Ad 2 : Onderzoek naar schooluitval verricht door onafhankelijk onderzoeksbureau Insprirationworks Wij gaan er van uit dat het onderhavige onderzoek relatief eenvoudig is uit te voeren. Centraal staat de onderzoeksvraag afgeleid van Doel 3 van het projectplan Lerende wijkcentra Den Haag: Verminderen van schooluitval bij VMBO, MBO en HBO door jongeren intensief te begeleiden tijdens de buitenschoolse leertrajecten en hen praktijkgericht (compententiegericht in een contextrijke leeromgeving) op te leiden. Het aantal uitvallers van de stagiaires die jaarlijks een stage lopen binnen het lerende wijkcentrum is de helft of minder dan het aantal uitvallers van stagiaires in andere stageplaatsen (die doelstelling van 50% moet nog wel formeel, in overleg met alle partners, worden vastgesteld) In principe verloopt de opzet van het onderzoek op de volgende wijze. Middels een nulmeting wordt de situatie van de doelgroep en een controlegroep bij aanvang vastgesteld. Een systeem wordt geïmplementeerd om de resultaten te volgen. De vorderingen worden gemonitord van zowel de doelgroep als de controlegroep. Dit gebeurt jaarlijks of zo vaak als wordt afgesproken. Er wordt een eindmeting bij onderzoeksgroep en de controle groep gedaan en tenslotte schrijven we een verslag van onze bevindingen inclusief gevolgtrekkingen en aanbevelingen.
15
Samenvatting
De welzijnsorganisatie Stichting Mooi Eskamp, VMBO Escamp, de Mondriaan onderwijsgroep, de Haagse Hogeschool en Hogeschool INHOLLAND, de gemeente Den Haag en de OVDB, beogen middels een intensieve samenwerking in het project “Lerende Wijkcentra” een of meer wijkcentra om te vormen tot leerafdelingen voor alle opleidingsniveaus.

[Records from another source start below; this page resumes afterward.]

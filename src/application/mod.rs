//! Application layer: request execution, dashboard orchestration and the
//! pure derivations the views are built from.

pub mod dashboard;
pub mod error;
pub mod executor;
pub mod gateway;
pub mod pagination;
pub mod presenter;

Een leerafdeling is een authentieke en contextrijke werkomgeving waarin een groep stagiaires alle voor de beroepsuitoefening typerende werkprocessen uitvoert. De groep is verantwoordelijk voor de uitvoering van alle werkprocessen met het doel het beroep waar zij voor opgeleid worden te leren. Op een leerafdeling ligt het accent op een actieve rol van de stagiaires waarbij het van en met elkaar leren centraal staat. Op verfrissende en vernieuwende wijze wordt in het Lerend Wijkcentrum invulling gegeven aan onderwijs en welzijn waarbij ontschotting en samenwerking centraal staat ten behoeve van relevante arbeidsmarktgerichte competentieontwikkeling van de stagiaires. Tevens is er een maatschappelijke meerwaarde voor de wijk waarin het Lerend Wijkcentrum geïmplementeerd wordt. Het betreft hier een ongekend grootschalig stageproject en bovendien in een sector, het welzijnswerk, waar dit tot op heden uniek te noemen is. Met het opzetten van de lerende wijkcentra willen de samenwerkende organisaties de volgende doelen realiseren: 1. 60 Erkende, structurele, kwalitatief goede stageplaatsen voor VMBO-MBO en HBO ten behoeve van op de toekomst voorbereide competente professionals te creëren 2. VMBO-ers de gelegenheid bieden een succesvolle beroepskeuze te maken 3. De schooluitval bij VMBO-MBO en HBO te verminderen 4. Jongeren met een gering arbeidsmarktperspectief stimuleren hun talenten te investeren in onderwijs 5. De doorstroom naar een opvolgend kwalificatieniveau bevorderen 6. Aan stagiaires van alle opleidingsniveaus een rijke stimulerende leeromgeving bieden 7. Een vernieuwende impuls te geven aan het welzijnswerk Met het creëren van deze contextrijke leeromgeving is er sprake van een drievoudige winsituatie: Zowel voor de onderwijsdeelnemer, de onderwijsgevende organisatie alsook de stage-instelling. Door middel van onderzoek gedurende de gehele looptijd van het project wordt vastgesteld wat de feitelijke toegevoegde waarde van het Lerend Wijkcentrum is met betrekking tot rendement, inhoud en samenwerking in relatie tot de gestelde doelen.